In Part I, we established the existence of the Space Fluid (Axiom 1) and measured its properties: viscosity η_s ≈ 10⁹ Pa·s, sound speed c. Now Part II confronts the deeper question.
Electrons, quarks, protons — these fundamental particles are not solid grains that appeared from nowhere in empty space.
They are structures formed when the Space Fluid,
unable to sustain extreme rotational stress,
tears itself open.
The mathematical tool that shows this happening as a necessity — not a coincidence — is the Navier-Stokes (N-S) governing equation: the fluid-mechanics version of Newton's second law (F = ma), which describes the motion of any fluid with complete generality.
§ 1.1 — Starting Point
The Navier-Stokes Equation (Full Form)
With Space Fluid density ρ_s, viscosity μ_s, velocity vector u_s, and static pressure P, the governing equation is:
Navier-Stokes equation — applied to Space Fluid
ρ_s [ ∂u_s/∂t + (u_s · ∇)u_s ] = −∇P + μ_s ∇²u_s
ρ_s : Space Fluid density
u_s : Space Fluid velocity vector
P : static pressure
μ_s : Space Fluid dynamic viscosity (≈ η_s)

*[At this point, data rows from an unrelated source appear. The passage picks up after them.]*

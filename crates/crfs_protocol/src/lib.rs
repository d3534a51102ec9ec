//! # CRFS Sync Protocol
//!
//! Wire types for the CRFS sync server.
//!
//! This crate provides:
//! - [`OpHash`], the content address of an operation
//! - Identifier newtypes for users, filesystems and replicas
//! - [`ResponseCode`], the numeric result carried in every reply payload
//! - The JSON message envelope and the per-message payloads
//!
//! This is a pure protocol crate with no I/O operations.

#![deny(unsafe_code)]
#![warn(missing_docs)]
#![warn(clippy::unwrap_used, clippy::expect_used, clippy::panic)]

mod code;
mod envelope;
mod error;
mod hash;
mod ids;
mod messages;

pub use code::ResponseCode;
pub use envelope::{MessageType, Reply, Request, PROTOCOL_VERSION};
pub use error::{ProtocolError, ProtocolResult};
pub use hash::OpHash;
pub use ids::{FileSystemId, ReplicaId, UserId};
pub use messages::{
    CheckFsRequest, CheckUserRequest, ErrorReply, FetchStateReply, FetchStateRequest,
    FileSystemReply, PushStateReply, PushStateRequest, RegisterFsRequest, RegisterUserRequest,
    UserReply,
};
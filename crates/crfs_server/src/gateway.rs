//! The sync protocol surface.

use crate::auth::{Caller, IdentityVerifier};
use crate::config::ServerConfig;
use crate::error::{ServerError, ServerResult};
use crfs_protocol::{FileSystemId, OpHash, UserId};
use crfs_store::{BlobStore, FileSystem, FileSystemRepo, OperationLog, PutOutcome, User, UserRepo};
use std::collections::{BTreeSet, HashSet};
use std::sync::Arc;
use tracing::{debug, info, warn};

/// Combines the directory, the operation log and the blob store, and
/// checks ownership on every call.
///
/// Keeps no state between calls.
pub struct SyncGateway {
    config: ServerConfig,
    users: Arc<dyn UserRepo>,
    filesystems: Arc<dyn FileSystemRepo>,
    oplog: Arc<dyn OperationLog>,
    blobs: Arc<dyn BlobStore>,
    verifier: Arc<dyn IdentityVerifier>,
}

impl SyncGateway {
    /// Creates a gateway over the given collaborators.
    pub fn new(
        config: ServerConfig,
        users: Arc<dyn UserRepo>,
        filesystems: Arc<dyn FileSystemRepo>,
        oplog: Arc<dyn OperationLog>,
        blobs: Arc<dyn BlobStore>,
        verifier: Arc<dyn IdentityVerifier>,
    ) -> Self {
        Self {
            config,
            users,
            filesystems,
            oplog,
            blobs,
            verifier,
        }
    }

    /// Returns the configuration.
    pub fn config(&self) -> &ServerConfig {
        &self.config
    }

    /// Creates a user or replaces its display name.
    pub fn register_user(&self, user: UserId, display_name: Option<String>) -> ServerResult<User> {
        Ok(self.users.register_user(user, display_name)?)
    }

    /// Looks up a user.
    pub fn check_user(&self, user: UserId) -> ServerResult<User> {
        Ok(self.users.check_user(user)?)
    }

    /// Creates a filesystem owned by the caller, or updates one it owns.
    pub fn register_fs(
        &self,
        caller: &Caller,
        fs: FileSystemId,
        display_name: Option<String>,
        options: BTreeSet<String>,
    ) -> ServerResult<FileSystem> {
        self.verifier.verify(caller, &fs)?;
        Ok(self
            .filesystems
            .register_fs(caller.user, fs, display_name, options)?)
    }

    /// Looks up a filesystem owned by the caller.
    pub fn check_fs(&self, caller: &Caller, fs: FileSystemId) -> ServerResult<FileSystem> {
        self.authorize(caller, fs)
    }

    /// Returns every hash known for `fs`.
    ///
    /// # Errors
    ///
    /// - [`ServerError::FileSystemNotFound`] if `fs` is not registered
    /// - [`ServerError::OwnershipMismatch`] if the caller does not own it
    pub fn fetch_state(&self, caller: &Caller, fs: FileSystemId) -> ServerResult<BTreeSet<OpHash>> {
        self.authorize(caller, fs)?;
        let state = self.oplog.list(&fs)?;
        debug!(fs = %fs, hashes = state.len(), "fetched state");
        Ok(state)
    }

    /// Registers `hashes` in the log of `fs`, all or nothing.
    ///
    /// Returns how many hashes were new. An empty batch succeeds and
    /// changes nothing.
    ///
    /// # Errors
    ///
    /// Besides the checks of [`fetch_state`](Self::fetch_state), returns
    /// [`ServerError::MalformedInput`] for oversized batches and, when
    /// blobs are required first, for hashes without a stored blob.
    pub fn push_state(&self, caller: &Caller, fs: FileSystemId, hashes: &[OpHash]) -> ServerResult<usize> {
        self.authorize(caller, fs)?;

        if hashes.len() > self.config.max_push_batch {
            return Err(ServerError::MalformedInput(format!(
                "too many operations: {} > {}",
                hashes.len(),
                self.config.max_push_batch
            )));
        }
        if hashes.is_empty() {
            return Ok(0);
        }

        if self.config.require_blobs_before_push {
            let mut missing = HashSet::new();
            for hash in hashes {
                if !self.blobs.contains(&fs, hash)? {
                    missing.insert(hash);
                }
            }
            if !missing.is_empty() {
                warn!(fs = %fs, missing = missing.len(), "rejected push without blobs");
                return Err(ServerError::MalformedInput(format!(
                    "{} operation(s) have no uploaded content",
                    missing.len()
                )));
            }
        }

        let added = self.oplog.append_all(&fs, hashes)?;
        info!(fs = %fs, pushed = hashes.len(), added, "accepted push");
        Ok(added)
    }

    /// Reads the blob stored at `(fs, hash)`.
    pub fn get_blob(&self, caller: Option<&Caller>, fs: FileSystemId, hash: &OpHash) -> ServerResult<Vec<u8>> {
        self.authorize_blob(caller, fs)?;
        Ok(self.blobs.get(&fs, hash)?)
    }

    /// Stores a blob at `(fs, hash)`.
    pub fn put_blob(
        &self,
        caller: Option<&Caller>,
        fs: FileSystemId,
        hash: &OpHash,
        data: &[u8],
    ) -> ServerResult<PutOutcome> {
        self.authorize_blob(caller, fs)?;
        if data.len() > self.config.max_blob_size {
            return Err(ServerError::TooLarge {
                size: data.len(),
                limit: self.config.max_blob_size,
            });
        }
        Ok(self.blobs.put(&fs, hash, data)?)
    }

    /// Resolves `fs` and checks that the caller owns it.
    fn authorize(&self, caller: &Caller, fs: FileSystemId) -> ServerResult<FileSystem> {
        let record = self
            .filesystems
            .get_filesystem(fs)?
            .ok_or(ServerError::FileSystemNotFound(fs))?;

        self.verifier.verify(caller, &fs)?;

        if record.owner != caller.user {
            warn!(fs = %fs, user = %caller.user, "rejected access by non-owner");
            return Err(ServerError::OwnershipMismatch(fs));
        }
        Ok(record)
    }

    fn authorize_blob(&self, caller: Option<&Caller>, fs: FileSystemId) -> ServerResult<()> {
        match caller {
            Some(caller) => self.authorize(caller, fs).map(|_| ()),
            None if self.config.require_blob_owner => Err(ServerError::OwnershipMismatch(fs)),
            None => {
                self.filesystems
                    .get_filesystem(fs)?
                    .ok_or(ServerError::FileSystemNotFound(fs))?;
                Ok(())
            }
        }
    }
}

To apply this to "the instant a fundamental particle is born — the extreme-rotation limit," three physical assumptions are introduced to strip the equation down to its essential form.
§ 1.1 — Simplification
Three Assumptions Reduce the Equation
1
Steady Flow
∂u_s/∂t = 0
Once a particle settles into its orbit, its velocity is no longer changing in time. We capture the moment of stabilised rotation. The time-derivative term vanishes from the left side.
2
No Body Forces
f_body = 0
At the microscopic scale, with a single spontaneously forming vortex, there are no external volume forces such as gravity. We describe the isolated, self-generating case.
3
Axisymmetric Pure Rotation (Swirl)
u_s = u_θ(r) · ê_θ
A vortex revolves around its central axis in circles. In cylindrical coordinates (r, θ, z), only the azimuthal velocity u_θ is dominant. Radial and axial velocities are negligible and drop out.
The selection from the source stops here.